= Beginning of Section =

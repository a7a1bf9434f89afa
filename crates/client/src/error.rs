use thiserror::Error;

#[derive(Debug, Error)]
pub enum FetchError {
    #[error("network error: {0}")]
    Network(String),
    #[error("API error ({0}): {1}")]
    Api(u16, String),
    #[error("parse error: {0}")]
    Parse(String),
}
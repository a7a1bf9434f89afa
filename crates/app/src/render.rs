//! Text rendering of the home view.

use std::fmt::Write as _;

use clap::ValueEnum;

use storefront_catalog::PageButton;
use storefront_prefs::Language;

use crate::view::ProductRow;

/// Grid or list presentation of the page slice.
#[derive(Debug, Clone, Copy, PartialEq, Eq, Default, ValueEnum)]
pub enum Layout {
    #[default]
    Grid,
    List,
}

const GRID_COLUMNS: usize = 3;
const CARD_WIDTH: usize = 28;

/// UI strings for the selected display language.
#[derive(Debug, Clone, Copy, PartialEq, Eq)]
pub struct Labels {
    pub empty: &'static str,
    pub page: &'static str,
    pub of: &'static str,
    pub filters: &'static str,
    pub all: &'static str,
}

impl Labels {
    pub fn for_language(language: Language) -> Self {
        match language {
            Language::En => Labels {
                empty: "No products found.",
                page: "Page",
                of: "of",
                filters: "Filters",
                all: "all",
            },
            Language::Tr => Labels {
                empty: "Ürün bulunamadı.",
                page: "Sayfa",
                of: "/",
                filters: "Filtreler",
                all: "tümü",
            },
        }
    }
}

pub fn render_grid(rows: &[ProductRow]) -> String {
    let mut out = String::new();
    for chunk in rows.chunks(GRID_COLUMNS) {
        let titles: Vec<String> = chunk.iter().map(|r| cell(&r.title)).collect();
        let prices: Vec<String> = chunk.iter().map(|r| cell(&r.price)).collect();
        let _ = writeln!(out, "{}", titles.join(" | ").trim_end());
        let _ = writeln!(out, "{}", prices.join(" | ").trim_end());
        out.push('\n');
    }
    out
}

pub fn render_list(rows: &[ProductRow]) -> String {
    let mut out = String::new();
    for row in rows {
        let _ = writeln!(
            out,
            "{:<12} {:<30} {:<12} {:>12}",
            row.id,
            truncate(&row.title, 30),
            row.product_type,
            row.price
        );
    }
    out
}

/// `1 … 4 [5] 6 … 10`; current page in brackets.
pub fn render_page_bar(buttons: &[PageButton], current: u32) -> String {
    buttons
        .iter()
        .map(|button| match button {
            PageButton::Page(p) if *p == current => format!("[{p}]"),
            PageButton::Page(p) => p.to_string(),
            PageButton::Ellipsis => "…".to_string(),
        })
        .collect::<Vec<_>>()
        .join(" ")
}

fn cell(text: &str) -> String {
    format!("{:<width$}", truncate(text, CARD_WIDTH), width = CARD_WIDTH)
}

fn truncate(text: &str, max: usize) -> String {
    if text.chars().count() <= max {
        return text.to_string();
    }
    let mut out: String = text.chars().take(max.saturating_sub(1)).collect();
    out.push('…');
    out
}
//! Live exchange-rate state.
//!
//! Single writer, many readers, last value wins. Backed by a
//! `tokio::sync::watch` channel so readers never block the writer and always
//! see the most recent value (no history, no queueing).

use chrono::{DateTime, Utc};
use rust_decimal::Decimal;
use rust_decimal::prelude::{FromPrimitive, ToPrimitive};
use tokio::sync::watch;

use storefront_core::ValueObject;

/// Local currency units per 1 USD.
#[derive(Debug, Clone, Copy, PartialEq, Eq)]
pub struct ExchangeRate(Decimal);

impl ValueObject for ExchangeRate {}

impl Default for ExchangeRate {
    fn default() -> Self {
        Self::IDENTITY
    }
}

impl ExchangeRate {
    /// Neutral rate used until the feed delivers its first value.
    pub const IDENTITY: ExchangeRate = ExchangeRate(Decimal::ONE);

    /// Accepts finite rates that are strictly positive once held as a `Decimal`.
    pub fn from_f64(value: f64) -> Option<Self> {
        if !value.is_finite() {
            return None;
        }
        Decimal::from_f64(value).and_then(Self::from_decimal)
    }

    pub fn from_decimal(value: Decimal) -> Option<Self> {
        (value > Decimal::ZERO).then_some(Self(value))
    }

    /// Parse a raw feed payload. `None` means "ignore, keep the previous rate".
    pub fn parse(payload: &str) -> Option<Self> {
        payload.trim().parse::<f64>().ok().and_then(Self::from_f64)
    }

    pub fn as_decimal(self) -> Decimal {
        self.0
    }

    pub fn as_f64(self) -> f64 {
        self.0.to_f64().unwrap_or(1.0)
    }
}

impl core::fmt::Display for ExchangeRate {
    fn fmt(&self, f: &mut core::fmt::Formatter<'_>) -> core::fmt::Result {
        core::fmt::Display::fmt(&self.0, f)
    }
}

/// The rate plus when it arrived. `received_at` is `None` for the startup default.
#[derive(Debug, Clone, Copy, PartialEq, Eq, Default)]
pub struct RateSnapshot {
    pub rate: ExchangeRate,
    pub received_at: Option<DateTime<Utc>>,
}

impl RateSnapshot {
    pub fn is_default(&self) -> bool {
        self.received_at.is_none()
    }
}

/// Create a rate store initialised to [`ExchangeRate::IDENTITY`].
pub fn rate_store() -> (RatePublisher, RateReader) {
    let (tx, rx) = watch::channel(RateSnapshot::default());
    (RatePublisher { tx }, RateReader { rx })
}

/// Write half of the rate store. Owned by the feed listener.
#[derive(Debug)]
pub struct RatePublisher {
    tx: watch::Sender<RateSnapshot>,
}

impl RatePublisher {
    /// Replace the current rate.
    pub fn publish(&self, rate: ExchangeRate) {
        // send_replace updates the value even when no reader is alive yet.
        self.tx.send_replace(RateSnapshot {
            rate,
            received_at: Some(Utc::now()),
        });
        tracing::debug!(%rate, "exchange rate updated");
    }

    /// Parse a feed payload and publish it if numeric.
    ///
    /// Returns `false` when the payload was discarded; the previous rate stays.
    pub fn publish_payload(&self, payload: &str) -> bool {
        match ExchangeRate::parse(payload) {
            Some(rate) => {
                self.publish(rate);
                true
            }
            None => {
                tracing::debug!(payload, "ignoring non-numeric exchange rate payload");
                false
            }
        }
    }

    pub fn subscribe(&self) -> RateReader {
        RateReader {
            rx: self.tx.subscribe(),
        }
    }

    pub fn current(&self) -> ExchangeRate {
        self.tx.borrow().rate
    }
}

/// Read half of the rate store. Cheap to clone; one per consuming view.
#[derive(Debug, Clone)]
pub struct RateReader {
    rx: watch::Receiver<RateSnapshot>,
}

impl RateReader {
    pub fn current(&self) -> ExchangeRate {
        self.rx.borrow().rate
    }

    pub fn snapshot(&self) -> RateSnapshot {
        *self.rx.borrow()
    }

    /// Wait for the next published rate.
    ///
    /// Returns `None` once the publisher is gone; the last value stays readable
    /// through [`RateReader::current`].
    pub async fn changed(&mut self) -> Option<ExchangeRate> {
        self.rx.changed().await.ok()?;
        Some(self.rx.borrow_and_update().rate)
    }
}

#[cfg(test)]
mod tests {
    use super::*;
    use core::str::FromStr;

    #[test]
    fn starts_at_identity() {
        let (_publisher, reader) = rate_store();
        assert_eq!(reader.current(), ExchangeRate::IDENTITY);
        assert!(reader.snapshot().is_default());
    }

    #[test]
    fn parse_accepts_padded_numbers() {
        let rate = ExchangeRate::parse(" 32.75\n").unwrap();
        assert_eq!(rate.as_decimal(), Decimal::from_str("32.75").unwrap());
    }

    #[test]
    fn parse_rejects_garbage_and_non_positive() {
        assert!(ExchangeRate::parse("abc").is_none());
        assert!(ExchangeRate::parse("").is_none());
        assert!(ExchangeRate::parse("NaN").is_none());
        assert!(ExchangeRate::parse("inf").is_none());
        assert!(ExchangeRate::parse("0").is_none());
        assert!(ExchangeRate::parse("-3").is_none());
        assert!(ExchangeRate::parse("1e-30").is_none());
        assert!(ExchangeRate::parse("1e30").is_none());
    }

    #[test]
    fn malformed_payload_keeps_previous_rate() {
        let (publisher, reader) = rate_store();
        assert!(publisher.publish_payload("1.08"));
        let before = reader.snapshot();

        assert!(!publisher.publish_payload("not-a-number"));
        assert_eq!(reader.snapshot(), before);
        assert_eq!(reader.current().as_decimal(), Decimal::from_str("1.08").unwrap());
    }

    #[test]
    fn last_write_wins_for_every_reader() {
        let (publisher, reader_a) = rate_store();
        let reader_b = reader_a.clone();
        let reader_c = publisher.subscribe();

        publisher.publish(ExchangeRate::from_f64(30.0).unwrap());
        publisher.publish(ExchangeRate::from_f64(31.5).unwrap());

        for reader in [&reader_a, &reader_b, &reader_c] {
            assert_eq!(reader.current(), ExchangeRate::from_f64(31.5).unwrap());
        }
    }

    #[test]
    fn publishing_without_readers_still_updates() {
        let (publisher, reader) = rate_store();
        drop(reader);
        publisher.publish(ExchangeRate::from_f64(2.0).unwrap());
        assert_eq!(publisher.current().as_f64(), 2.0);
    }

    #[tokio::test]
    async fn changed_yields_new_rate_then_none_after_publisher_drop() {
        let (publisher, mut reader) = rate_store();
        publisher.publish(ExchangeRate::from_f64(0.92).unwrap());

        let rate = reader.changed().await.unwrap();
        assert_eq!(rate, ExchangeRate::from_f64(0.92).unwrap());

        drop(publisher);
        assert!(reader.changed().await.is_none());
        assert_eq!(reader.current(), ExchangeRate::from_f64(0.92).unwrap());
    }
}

= End of Section =
= Beginning of Section =

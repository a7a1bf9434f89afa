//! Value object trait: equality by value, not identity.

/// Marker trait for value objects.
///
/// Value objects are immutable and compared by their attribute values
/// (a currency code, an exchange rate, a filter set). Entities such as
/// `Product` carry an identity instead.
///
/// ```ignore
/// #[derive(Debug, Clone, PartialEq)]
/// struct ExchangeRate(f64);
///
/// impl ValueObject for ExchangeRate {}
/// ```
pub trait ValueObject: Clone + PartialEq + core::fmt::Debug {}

= End of Section =
= Beginning of Section =

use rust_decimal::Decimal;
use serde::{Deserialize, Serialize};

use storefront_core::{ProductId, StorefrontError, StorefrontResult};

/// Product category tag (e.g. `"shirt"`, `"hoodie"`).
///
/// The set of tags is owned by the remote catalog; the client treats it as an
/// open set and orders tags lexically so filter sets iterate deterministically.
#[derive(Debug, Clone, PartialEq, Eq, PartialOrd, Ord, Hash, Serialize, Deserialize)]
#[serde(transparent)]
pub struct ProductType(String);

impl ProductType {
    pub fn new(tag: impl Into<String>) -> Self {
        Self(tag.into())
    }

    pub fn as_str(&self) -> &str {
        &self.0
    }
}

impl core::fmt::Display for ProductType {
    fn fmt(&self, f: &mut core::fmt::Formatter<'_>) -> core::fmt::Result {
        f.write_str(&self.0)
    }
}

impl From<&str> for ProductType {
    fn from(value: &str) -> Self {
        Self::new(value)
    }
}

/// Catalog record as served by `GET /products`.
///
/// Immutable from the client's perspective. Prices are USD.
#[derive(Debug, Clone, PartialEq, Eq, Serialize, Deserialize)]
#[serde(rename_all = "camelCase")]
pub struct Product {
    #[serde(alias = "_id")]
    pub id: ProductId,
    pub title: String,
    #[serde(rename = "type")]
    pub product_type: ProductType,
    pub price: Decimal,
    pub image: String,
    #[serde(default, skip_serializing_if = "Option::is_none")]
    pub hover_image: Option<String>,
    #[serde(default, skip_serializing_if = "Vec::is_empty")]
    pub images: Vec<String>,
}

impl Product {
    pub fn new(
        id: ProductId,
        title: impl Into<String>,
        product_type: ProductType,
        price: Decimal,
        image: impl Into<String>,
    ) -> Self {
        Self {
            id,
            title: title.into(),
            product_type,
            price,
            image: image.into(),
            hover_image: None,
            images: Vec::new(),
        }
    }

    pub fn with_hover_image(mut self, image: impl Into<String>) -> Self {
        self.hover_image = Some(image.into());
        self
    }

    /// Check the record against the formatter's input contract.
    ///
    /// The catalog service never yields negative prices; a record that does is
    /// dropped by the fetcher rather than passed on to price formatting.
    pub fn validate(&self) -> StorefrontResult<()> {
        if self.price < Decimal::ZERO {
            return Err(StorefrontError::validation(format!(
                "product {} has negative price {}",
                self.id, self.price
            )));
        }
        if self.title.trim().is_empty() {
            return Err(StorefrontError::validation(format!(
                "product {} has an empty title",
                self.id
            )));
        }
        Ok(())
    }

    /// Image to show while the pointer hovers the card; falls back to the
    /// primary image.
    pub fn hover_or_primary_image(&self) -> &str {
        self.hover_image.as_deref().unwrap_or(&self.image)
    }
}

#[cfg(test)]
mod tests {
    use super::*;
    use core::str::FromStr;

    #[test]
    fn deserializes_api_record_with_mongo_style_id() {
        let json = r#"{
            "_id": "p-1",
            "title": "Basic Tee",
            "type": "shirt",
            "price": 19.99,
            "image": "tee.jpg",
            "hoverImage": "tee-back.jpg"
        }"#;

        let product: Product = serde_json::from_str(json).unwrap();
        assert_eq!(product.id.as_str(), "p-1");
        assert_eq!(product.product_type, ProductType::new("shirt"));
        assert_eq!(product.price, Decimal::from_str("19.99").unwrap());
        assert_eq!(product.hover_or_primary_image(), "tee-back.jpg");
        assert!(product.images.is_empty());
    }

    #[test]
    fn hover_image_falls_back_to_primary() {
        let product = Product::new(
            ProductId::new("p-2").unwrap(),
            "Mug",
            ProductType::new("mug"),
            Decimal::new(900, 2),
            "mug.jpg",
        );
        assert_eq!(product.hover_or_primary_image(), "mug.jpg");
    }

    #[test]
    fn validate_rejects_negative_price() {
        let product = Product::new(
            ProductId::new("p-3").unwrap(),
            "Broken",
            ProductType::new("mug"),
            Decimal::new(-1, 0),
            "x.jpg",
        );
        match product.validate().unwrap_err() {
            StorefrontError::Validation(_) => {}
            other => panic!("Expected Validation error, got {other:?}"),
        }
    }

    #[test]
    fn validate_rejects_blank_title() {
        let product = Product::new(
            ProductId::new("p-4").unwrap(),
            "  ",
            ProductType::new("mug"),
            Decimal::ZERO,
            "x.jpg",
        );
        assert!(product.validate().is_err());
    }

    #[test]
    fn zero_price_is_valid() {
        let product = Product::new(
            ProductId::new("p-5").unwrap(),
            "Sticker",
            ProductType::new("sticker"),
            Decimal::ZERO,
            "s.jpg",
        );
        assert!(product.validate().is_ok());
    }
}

= End of Section =

* **Task item**
Report every line of the records that contains the word "ProductId".

* **Response box**
use storefront_core::{ProductId, StorefrontError, StorefrontResult};
    pub id: ProductId,
        id: ProductId,
            ProductId::new("p-2").unwrap(),
            ProductId::new("p-3").unwrap(),
            ProductId::new("p-4").unwrap(),
            ProductId::new("p-5").unwrap(),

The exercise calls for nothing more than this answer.